I am really not all that concerned about those who have to work on the holiday besides the fact that I think most retail workers get paid crap and should get more. I worked a few holidays back when I ran a cash register and I actually volunteered to be scheduled on them. Not only was it fun, we got paid what they called double-time-and-a-half, which amounted to three times our regular pay. I had to do that for a couple years but I certainly haven’t had to work every holiday my whole life. And not everyone is missing some big fancy family celebration where people are starting food fights over polly-ticks or whatever (not that *we* would ever do that [grin]).

I am disgruntled about the fact that the xmas season seems to start at Halloween or even before. One year I didn’t get around to buying Halloween candy until the morning *of* October 31st. When I got to the Westgate Kroger, I was horrified to see that it had all been pulled off the shelves and they were putting out xmas candy. Sheesh! I hope they weren’t planning to throw out the Halloween candy just because it had the wrong color wrappers for the season.

I don’t like the consumerism surrounding xmas and I hate crowded stores and I am FLINGING (hello!), so I did not shop today. Anywhere. Well, I did online research about silver cloth but that was hardly exciting and I didn’t even buy any of that. Actually, I worked today. I mean I worked on my *job*. From home. Until sometime in the afternoon when the VPN got all wonky and I couldn’t keep connected to the server. Okay, I was done. I did put a few dollars into the local economy. $40 or so for breakfast for four at the Village Kitchen, where Barack Obama called up to ask about the line cook job they had posted. I am not even kidding. The owner took the call and showed me his name on the caller ID. And I fergit what I paid for dinner at the Oscar Tango tonight. All I know is that it was colder than blue blazes walking down there and back and our fav-o-rite waitress had my number because there were a whole bunch of napkins in front of me when I sat down and darned if I didn’t spill a quarter glass of whine in The Beautiful Diane’s direction at the end of the evening so those napkins came in handy.

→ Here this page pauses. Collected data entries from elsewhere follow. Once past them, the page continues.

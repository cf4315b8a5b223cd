/// Wire format for timestamps: `YYYY-MM-DD HH:MM:SS`, always UTC
///
/// Deserialization also accepts RFC 3339 so clients sending ISO timestamps
/// are not rejected.
use chrono::{DateTime, NaiveDateTime, Utc};
use serde::{Deserialize, Deserializer, Serializer};

pub const FORMAT: &str = "%Y-%m-%d %H:%M:%S";

pub fn parse(raw: &str) -> Option<DateTime<Utc>> {
    NaiveDateTime::parse_from_str(raw, FORMAT)
        .map(|naive| naive.and_utc())
        .ok()
        .or_else(|| {
            DateTime::parse_from_rfc3339(raw)
                .ok()
                .map(|dt| dt.with_timezone(&Utc))
        })
}

pub fn serialize<S: Serializer>(value: &DateTime<Utc>, serializer: S) -> Result<S::Ok, S::Error> {
    serializer.serialize_str(&value.format(FORMAT).to_string())
}

pub fn deserialize<'de, D: Deserializer<'de>>(deserializer: D) -> Result<DateTime<Utc>, D::Error> {
    let raw = String::deserialize(deserializer)?;
    parse(&raw).ok_or_else(|| serde::de::Error::custom(format!("invalid datetime: {}", raw)))
}

pub mod option {
    use super::*;

    pub fn serialize<S: Serializer>(
        value: &Option<DateTime<Utc>>,
        serializer: S,
    ) -> Result<S::Ok, S::Error> {
        match value {
            Some(dt) => super::serialize(dt, serializer),
            None => serializer.serialize_none(),
        }
    }

    pub fn deserialize<'de, D: Deserializer<'de>>(
        deserializer: D,
    ) -> Result<Option<DateTime<Utc>>, D::Error> {
        match Option::<String>::deserialize(deserializer)? {
            None => Ok(None),
            Some(raw) => parse(&raw)
                .map(Some)
                .ok_or_else(|| serde::de::Error::custom(format!("invalid datetime: {}", raw))),
        }
    }
}
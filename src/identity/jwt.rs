/// Access token issuing and verification
use crate::{
    config::JwtConfig,
    error::{ApiError, ApiResult},
};
use base64::{engine::general_purpose::URL_SAFE_NO_PAD, Engine};
use chrono::{DateTime, Utc};
use jsonwebtoken::{decode, encode, Algorithm, DecodingKey, EncodingKey, Header, Validation};
use rand::RngCore;
use serde::{Deserialize, Serialize};

#[derive(Debug, Clone, PartialEq, Eq, Serialize, Deserialize)]
pub struct Claims {
    pub user_id: String,
    pub exp: i64,
    pub iat: i64,
}

/// Map the configured method name onto a jsonwebtoken algorithm
pub fn algorithm(signing_method: &str) -> ApiResult<Algorithm> {
    match signing_method {
        "HS256" => Ok(Algorithm::HS256),
        "HS384" => Ok(Algorithm::HS384),
        "HS512" => Ok(Algorithm::HS512),
        other => Err(ApiError::Internal(format!(
            "Unsupported JWT signing method: {}",
            other
        ))),
    }
}

/// Sign an access token for `user_id` valid for `access_ttl` seconds from `now`
pub fn issue(user_id: &str, now: DateTime<Utc>, config: &JwtConfig) -> ApiResult<String> {
    let claims = Claims {
        user_id: user_id.to_string(),
        iat: now.timestamp(),
        exp: now.timestamp() + config.access_ttl,
    };

    encode(
        &Header::new(algorithm(&config.signing_method)?),
        &claims,
        &EncodingKey::from_secret(config.sign_key.as_bytes()),
    )
    .map_err(|e| ApiError::Internal(format!("Failed to sign access token: {}", e)))
}

/// Verify signature and expiry against `now`
///
/// Expiry is checked here rather than by jsonwebtoken so the service clock
/// decides what "now" is.
pub fn verify(token: &str, now: DateTime<Utc>, config: &JwtConfig) -> ApiResult<Claims> {
    let mut validation = Validation::new(algorithm(&config.signing_method)?);
    validation.validate_exp = false;
    validation.required_spec_claims.clear();

    let data = decode::<Claims>(
        token,
        &DecodingKey::from_secret(config.sign_key.as_bytes()),
        &validation,
    )
    .map_err(|e| {
        tracing::debug!("Access token rejected: {}", e);
        ApiError::UserUnauthenticated
    })?;

    if data.claims.exp <= now.timestamp() || data.claims.user_id.is_empty() {
        return Err(ApiError::UserUnauthenticated);
    }

    Ok(data.claims)
}

/// Opaque refresh token: 32 random bytes, base64url without padding
pub fn new_refresh_token() -> String {
    let mut bytes = [0u8; 32];
    rand::thread_rng().fill_bytes(&mut bytes);
    URL_SAFE_NO_PAD.encode(bytes)
}

#[cfg(test)]
mod tests {
    use super::*;
    use crate::config::ServerConfig;
    use chrono::Duration;

    fn jwt_config() -> JwtConfig {
        ServerConfig::for_testing("postgres://localhost/tasklane_test").jwt
    }

    #[test]
    fn test_issue_then_verify() {
        let config = jwt_config();
        let now = Utc::now();

        let token = issue("user-1", now, &config).unwrap();
        let claims = verify(&token, now, &config).unwrap();

        assert_eq!(claims.user_id, "user-1");
        assert_eq!(claims.exp - claims.iat, config.access_ttl);
    }

    #[test]
    fn test_expired_token_is_rejected() {
        let config = jwt_config();
        let issued = Utc::now();
        let token = issue("user-1", issued, &config).unwrap();

        let later = issued + Duration::seconds(config.access_ttl + 1);
        assert!(matches!(
            verify(&token, later, &config),
            Err(ApiError::UserUnauthenticated)
        ));
    }

    #[test]
    fn test_wrong_key_is_rejected() {
        let config = jwt_config();
        let now = Utc::now();
        let token = issue("user-1", now, &config).unwrap();

        let mut other = config.clone();
        other.sign_key = "another-signing-key-that-is-long-enough".to_string();
        assert!(verify(&token, now, &other).is_err());
    }

    #[test]
    fn test_unknown_signing_method() {
        assert!(algorithm("RS256").is_err());
        assert_eq!(algorithm("HS512").unwrap(), Algorithm::HS512);
    }

    #[test]
    fn test_refresh_tokens_are_unique() {
        let a = new_refresh_token();
        let b = new_refresh_token();
        assert_ne!(a, b);
        assert_eq!(a.len(), 43);
    }
}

What did you do on Black Friday? Whatever it was, I hope you had fun!

Good night,
Kayak Woman

3 Responses to “Bag Lady”

  1. Tonya Watkins Says:

    I avoid Black Friday at all costs! *shudder* My best friend from Oregon was up to see her mom this weekend and she came to our house and we spent the afternoon well into the evening chatting our lips off, drinking excellent from-scratch Lemon Drops, and making soap! It was an awesome day! (So much better than our Thanksgiving ended up being…)

  2. Jay Says:

    We did some shopping – from the computer. And it was for household items that were on sale. (New sheets and towels the next time anybody comes to visit.) Oh – and the Brandi Carlile show with the Seattle Symphony.

  3. Margaret Says:

    I’ve never done BF and never intend to. I do most of my shopping on-line or for gift cards, so I avoid stores at all costs. However, I did get the oil changed in the car Alison drives.